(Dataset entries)
__________________________________________________

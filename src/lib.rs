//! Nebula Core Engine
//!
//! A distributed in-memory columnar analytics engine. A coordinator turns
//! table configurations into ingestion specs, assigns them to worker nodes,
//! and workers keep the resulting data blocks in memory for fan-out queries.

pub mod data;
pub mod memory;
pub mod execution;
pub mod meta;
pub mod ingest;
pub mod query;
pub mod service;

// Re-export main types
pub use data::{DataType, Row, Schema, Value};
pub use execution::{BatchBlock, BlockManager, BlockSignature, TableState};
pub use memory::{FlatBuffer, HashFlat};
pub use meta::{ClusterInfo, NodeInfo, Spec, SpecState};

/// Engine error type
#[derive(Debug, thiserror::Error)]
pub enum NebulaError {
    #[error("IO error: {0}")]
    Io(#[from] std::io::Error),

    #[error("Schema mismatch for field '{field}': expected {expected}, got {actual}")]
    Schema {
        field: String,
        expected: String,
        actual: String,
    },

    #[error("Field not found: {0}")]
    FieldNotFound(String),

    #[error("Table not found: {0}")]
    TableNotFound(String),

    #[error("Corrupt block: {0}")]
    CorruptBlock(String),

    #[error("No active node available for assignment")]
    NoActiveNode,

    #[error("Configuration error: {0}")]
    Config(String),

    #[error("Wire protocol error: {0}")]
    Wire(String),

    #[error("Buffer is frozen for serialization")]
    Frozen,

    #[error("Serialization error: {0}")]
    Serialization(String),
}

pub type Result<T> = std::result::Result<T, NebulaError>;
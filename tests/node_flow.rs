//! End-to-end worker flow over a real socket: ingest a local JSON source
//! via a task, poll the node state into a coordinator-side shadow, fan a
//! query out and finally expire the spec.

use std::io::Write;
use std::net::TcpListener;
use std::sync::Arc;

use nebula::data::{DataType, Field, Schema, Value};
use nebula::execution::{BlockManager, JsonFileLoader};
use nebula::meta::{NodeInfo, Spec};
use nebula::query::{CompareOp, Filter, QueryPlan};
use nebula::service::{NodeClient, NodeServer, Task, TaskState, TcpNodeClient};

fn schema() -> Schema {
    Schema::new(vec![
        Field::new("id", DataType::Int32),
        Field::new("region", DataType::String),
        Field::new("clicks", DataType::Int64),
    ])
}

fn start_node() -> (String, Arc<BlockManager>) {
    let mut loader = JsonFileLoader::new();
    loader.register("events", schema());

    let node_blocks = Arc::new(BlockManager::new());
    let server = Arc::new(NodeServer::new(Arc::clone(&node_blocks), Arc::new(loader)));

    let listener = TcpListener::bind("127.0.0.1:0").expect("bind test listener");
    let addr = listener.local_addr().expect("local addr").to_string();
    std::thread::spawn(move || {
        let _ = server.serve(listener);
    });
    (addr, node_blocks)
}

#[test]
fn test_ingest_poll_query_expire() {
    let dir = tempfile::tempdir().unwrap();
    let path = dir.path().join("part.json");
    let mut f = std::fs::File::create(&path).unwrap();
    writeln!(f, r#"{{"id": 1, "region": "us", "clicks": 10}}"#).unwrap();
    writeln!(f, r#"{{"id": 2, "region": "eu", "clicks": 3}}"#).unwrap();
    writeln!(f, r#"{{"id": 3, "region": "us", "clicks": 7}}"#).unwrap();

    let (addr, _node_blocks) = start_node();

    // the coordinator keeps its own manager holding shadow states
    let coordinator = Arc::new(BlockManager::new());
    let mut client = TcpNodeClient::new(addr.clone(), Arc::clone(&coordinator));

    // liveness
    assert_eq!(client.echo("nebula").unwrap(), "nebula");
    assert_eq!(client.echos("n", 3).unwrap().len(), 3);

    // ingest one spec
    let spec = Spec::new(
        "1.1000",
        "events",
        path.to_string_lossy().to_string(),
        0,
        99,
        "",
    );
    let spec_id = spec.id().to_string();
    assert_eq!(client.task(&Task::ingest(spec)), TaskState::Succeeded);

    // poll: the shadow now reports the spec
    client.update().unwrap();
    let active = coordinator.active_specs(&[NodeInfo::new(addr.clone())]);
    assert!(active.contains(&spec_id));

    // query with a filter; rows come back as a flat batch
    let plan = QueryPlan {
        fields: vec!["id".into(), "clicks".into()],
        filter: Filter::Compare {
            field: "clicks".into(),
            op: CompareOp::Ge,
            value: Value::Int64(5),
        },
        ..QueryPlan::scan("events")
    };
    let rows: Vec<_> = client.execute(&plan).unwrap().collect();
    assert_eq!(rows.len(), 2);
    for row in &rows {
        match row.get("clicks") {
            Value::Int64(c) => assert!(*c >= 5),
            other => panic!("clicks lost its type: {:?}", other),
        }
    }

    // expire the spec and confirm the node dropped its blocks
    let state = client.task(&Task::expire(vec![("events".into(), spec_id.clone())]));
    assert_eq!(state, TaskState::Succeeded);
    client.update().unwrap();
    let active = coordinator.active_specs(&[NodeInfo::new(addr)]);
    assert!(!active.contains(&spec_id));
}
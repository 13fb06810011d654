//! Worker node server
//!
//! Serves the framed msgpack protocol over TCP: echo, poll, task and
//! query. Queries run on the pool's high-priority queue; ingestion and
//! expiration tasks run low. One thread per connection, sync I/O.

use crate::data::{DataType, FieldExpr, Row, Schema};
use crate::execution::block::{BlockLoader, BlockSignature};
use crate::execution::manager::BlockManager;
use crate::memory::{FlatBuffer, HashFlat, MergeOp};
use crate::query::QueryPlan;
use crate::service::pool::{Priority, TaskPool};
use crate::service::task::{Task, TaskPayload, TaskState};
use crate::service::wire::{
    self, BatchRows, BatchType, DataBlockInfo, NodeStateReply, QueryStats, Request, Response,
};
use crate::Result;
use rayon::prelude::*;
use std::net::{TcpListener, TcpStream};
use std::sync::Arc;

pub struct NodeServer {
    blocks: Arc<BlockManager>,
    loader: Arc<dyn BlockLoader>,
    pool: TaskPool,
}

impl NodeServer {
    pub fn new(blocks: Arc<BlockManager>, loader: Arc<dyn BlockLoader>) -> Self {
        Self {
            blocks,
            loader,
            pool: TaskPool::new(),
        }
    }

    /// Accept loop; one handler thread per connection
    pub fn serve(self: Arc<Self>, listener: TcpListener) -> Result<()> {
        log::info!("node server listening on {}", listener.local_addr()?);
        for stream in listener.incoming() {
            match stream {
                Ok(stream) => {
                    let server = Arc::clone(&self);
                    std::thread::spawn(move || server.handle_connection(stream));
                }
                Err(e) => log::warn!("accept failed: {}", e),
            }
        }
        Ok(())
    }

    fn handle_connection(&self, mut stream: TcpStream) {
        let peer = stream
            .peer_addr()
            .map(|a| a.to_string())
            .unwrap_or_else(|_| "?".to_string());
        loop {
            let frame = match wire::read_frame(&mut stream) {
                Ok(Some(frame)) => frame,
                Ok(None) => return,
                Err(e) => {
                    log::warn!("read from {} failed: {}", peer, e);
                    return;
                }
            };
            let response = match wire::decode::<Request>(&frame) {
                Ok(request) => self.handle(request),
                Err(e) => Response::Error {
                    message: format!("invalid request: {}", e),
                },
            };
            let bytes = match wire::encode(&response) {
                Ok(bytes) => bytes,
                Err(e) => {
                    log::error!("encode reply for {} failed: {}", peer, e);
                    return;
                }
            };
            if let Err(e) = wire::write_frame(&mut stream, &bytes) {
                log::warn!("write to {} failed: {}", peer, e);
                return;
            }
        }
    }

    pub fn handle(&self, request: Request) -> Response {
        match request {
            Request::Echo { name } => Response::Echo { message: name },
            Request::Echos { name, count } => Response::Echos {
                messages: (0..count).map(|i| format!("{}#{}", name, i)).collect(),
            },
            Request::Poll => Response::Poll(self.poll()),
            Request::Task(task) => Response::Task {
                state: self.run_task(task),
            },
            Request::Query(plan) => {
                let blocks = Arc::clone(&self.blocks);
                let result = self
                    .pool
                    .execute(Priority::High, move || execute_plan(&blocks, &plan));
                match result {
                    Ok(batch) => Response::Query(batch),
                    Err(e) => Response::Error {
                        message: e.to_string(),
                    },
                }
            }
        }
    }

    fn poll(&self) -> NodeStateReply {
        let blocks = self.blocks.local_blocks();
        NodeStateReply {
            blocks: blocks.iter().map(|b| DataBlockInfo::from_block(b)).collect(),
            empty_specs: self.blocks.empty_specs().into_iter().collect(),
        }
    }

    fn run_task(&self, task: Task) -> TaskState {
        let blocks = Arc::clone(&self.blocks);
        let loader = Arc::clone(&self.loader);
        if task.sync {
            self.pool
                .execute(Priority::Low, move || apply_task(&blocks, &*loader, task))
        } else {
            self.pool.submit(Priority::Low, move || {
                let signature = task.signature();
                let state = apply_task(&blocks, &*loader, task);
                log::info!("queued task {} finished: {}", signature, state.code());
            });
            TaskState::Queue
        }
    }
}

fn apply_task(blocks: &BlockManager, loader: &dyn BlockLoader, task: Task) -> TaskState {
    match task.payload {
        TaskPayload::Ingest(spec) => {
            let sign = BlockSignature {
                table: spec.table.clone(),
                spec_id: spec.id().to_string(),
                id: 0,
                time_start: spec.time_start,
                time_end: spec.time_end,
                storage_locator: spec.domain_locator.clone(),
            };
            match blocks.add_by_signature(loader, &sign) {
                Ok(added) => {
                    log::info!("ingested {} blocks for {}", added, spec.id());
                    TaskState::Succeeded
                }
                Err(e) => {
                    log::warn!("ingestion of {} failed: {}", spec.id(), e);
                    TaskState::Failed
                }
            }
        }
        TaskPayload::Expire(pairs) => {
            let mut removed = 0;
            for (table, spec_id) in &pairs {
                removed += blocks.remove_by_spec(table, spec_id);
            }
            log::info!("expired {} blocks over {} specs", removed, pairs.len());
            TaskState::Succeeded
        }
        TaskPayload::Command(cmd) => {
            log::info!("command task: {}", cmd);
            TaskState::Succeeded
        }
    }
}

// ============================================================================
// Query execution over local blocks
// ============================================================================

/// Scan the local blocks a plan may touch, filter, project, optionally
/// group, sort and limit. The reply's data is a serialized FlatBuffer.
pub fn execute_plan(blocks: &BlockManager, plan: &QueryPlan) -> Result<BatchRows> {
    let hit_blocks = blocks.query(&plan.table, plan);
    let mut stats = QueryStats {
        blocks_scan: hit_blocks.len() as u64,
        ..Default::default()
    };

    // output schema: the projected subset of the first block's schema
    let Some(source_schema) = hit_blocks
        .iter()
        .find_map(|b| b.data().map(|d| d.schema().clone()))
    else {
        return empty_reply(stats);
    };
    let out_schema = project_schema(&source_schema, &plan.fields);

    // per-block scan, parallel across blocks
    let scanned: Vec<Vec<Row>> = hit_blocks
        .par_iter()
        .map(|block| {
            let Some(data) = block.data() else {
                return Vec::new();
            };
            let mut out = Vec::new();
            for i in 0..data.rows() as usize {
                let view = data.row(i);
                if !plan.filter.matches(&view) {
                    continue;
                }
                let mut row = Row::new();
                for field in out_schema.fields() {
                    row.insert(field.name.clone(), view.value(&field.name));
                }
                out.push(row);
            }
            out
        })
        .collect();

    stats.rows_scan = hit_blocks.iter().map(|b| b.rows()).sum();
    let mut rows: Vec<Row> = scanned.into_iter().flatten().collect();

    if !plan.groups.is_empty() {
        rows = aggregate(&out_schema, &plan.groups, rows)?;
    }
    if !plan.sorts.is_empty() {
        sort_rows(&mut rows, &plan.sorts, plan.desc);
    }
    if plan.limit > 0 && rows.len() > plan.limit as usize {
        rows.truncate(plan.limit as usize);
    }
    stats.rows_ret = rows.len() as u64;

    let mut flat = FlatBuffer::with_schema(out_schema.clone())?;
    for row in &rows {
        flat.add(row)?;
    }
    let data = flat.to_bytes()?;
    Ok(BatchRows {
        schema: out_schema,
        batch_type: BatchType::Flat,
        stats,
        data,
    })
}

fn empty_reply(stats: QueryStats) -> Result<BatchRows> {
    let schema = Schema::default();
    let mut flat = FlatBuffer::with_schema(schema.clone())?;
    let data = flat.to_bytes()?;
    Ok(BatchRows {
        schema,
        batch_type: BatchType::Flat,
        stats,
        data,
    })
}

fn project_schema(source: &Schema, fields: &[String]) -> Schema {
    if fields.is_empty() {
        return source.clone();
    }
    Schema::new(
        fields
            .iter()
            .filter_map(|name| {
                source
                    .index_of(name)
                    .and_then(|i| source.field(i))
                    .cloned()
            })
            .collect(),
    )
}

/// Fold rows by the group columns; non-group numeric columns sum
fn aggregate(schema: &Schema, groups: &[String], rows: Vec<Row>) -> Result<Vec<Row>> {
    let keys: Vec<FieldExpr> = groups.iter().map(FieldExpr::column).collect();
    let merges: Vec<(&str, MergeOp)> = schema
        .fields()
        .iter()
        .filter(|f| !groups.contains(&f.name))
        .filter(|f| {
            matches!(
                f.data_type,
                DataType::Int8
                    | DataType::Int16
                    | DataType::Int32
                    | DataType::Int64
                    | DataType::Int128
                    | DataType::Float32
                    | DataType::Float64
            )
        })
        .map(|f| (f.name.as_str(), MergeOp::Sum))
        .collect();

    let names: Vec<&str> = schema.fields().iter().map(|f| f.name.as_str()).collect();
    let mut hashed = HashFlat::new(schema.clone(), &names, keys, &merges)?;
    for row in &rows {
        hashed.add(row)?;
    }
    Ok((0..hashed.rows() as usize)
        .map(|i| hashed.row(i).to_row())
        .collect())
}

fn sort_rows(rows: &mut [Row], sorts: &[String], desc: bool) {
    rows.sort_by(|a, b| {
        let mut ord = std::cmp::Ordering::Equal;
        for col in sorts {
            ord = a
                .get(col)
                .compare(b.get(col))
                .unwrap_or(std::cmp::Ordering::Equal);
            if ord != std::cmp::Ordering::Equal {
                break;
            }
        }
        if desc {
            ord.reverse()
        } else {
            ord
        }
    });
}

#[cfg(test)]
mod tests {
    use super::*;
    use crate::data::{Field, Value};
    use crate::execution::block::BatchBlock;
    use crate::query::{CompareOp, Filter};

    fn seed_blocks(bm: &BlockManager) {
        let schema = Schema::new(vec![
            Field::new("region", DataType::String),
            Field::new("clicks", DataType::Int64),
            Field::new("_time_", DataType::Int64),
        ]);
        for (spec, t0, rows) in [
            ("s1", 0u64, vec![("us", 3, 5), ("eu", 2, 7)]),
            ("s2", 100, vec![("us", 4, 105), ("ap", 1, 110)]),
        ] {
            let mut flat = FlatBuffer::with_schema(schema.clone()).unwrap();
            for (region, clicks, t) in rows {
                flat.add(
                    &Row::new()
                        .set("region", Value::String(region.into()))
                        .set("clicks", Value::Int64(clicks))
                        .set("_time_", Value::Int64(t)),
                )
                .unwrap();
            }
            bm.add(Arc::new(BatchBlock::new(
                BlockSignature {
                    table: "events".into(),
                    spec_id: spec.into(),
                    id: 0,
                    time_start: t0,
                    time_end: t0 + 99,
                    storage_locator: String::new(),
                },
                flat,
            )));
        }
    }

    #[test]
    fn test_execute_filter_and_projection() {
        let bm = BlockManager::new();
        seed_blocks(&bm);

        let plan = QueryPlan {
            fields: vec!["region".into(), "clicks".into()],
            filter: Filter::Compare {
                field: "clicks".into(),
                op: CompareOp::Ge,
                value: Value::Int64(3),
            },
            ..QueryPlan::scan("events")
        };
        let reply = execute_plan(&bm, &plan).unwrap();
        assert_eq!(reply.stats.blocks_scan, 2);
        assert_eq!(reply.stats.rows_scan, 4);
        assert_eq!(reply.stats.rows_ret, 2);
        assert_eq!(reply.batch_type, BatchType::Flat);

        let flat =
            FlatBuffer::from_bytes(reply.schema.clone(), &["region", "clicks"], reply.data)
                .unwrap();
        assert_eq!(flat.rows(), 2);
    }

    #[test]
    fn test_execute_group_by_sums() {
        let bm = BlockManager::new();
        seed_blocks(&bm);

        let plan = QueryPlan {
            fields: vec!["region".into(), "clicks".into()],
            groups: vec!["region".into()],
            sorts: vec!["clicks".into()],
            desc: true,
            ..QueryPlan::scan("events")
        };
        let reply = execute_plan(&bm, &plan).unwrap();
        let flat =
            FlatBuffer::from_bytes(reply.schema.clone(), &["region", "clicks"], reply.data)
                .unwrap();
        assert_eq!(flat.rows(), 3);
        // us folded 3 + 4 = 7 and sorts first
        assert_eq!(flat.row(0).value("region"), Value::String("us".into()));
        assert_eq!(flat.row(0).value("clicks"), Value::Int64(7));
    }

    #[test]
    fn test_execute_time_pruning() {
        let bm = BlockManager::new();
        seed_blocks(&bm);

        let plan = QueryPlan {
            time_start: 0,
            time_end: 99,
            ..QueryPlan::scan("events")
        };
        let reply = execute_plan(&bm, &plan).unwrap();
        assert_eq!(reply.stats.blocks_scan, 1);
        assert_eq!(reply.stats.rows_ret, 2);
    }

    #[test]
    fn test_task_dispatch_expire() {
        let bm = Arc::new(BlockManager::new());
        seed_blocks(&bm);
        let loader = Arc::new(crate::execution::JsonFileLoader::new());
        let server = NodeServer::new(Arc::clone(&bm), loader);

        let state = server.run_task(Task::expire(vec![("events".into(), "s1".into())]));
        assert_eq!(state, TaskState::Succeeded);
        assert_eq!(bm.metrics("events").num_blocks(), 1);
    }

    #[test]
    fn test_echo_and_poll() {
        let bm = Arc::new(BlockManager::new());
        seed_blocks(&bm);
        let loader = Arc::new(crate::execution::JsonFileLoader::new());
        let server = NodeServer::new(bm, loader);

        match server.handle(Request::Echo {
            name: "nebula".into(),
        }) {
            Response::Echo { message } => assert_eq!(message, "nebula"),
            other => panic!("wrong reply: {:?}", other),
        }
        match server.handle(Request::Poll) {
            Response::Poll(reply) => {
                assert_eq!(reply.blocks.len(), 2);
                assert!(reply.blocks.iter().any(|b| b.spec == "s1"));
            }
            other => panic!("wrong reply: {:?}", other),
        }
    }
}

__________________________________________________

_WHAT YOU SHOULD DO_: In the data above, how many lines hold the string "warn"? Give the number by itself.

_EXERCISE OUTPUT_: 4